→ RAW DATA
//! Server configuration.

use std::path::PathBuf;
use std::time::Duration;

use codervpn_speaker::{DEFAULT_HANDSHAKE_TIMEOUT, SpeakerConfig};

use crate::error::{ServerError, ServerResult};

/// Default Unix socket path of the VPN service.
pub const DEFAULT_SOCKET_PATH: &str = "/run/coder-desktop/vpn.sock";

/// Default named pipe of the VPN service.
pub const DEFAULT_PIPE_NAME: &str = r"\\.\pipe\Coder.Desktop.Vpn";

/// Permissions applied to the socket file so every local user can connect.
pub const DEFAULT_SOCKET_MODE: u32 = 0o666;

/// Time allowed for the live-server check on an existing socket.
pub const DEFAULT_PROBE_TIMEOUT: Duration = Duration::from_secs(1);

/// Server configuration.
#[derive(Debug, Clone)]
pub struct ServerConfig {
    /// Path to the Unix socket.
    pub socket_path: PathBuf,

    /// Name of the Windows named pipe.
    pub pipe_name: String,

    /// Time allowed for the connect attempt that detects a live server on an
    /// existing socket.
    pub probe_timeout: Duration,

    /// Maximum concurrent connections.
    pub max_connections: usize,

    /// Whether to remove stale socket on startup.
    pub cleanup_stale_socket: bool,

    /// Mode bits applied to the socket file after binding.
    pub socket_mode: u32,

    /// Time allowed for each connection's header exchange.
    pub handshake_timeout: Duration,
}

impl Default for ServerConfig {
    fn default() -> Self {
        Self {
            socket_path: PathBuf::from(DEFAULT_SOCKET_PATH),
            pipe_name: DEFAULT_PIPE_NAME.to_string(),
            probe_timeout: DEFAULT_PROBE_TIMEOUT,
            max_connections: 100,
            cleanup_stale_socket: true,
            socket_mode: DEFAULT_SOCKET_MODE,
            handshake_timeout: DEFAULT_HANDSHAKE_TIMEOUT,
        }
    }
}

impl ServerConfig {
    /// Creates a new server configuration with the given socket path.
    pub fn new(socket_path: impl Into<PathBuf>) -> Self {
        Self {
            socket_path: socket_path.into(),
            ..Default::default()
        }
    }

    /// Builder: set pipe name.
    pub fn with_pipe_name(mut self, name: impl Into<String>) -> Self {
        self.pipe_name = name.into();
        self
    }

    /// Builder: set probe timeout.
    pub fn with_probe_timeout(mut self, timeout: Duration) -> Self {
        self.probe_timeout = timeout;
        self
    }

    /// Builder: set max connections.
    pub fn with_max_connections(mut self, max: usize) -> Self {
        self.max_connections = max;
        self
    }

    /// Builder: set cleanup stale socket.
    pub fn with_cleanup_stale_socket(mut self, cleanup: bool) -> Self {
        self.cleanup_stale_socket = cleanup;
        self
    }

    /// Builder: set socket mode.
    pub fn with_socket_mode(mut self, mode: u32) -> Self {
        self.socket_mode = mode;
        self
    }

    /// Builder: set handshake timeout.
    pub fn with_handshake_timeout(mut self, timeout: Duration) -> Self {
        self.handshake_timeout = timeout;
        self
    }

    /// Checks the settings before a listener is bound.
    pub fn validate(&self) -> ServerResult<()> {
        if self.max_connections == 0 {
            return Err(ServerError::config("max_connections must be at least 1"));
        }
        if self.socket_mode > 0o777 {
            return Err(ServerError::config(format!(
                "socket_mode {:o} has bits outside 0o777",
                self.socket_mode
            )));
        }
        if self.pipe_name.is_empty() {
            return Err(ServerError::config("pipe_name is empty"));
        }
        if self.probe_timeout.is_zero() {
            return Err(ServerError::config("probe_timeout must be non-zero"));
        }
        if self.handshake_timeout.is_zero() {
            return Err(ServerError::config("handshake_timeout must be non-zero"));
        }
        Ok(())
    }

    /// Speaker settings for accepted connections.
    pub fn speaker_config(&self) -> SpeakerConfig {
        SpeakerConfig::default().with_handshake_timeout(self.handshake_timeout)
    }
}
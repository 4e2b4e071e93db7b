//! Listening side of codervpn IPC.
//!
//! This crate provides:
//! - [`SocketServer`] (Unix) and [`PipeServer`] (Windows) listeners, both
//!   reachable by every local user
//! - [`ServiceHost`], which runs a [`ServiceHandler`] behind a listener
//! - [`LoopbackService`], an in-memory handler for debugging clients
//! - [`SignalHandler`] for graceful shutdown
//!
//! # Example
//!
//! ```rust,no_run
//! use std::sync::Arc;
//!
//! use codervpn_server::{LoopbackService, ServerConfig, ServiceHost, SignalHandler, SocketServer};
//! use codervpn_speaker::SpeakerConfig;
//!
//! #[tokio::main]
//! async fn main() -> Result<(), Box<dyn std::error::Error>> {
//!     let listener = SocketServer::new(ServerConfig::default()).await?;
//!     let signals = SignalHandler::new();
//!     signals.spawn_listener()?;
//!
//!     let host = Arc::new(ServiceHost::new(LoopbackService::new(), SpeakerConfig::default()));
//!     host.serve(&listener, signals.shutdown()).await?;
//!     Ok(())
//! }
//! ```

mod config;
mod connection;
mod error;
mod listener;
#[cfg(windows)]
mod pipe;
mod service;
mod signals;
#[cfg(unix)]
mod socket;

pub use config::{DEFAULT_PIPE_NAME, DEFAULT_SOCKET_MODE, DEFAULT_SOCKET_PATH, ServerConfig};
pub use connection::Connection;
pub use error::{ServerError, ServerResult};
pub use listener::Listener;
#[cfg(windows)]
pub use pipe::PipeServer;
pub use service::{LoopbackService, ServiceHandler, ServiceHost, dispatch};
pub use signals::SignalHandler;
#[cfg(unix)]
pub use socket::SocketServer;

→ EXERCISE DETAILS
Within the listing, how many lines hold the string "named"? State that number alone.

→ WRITTEN REPLY
2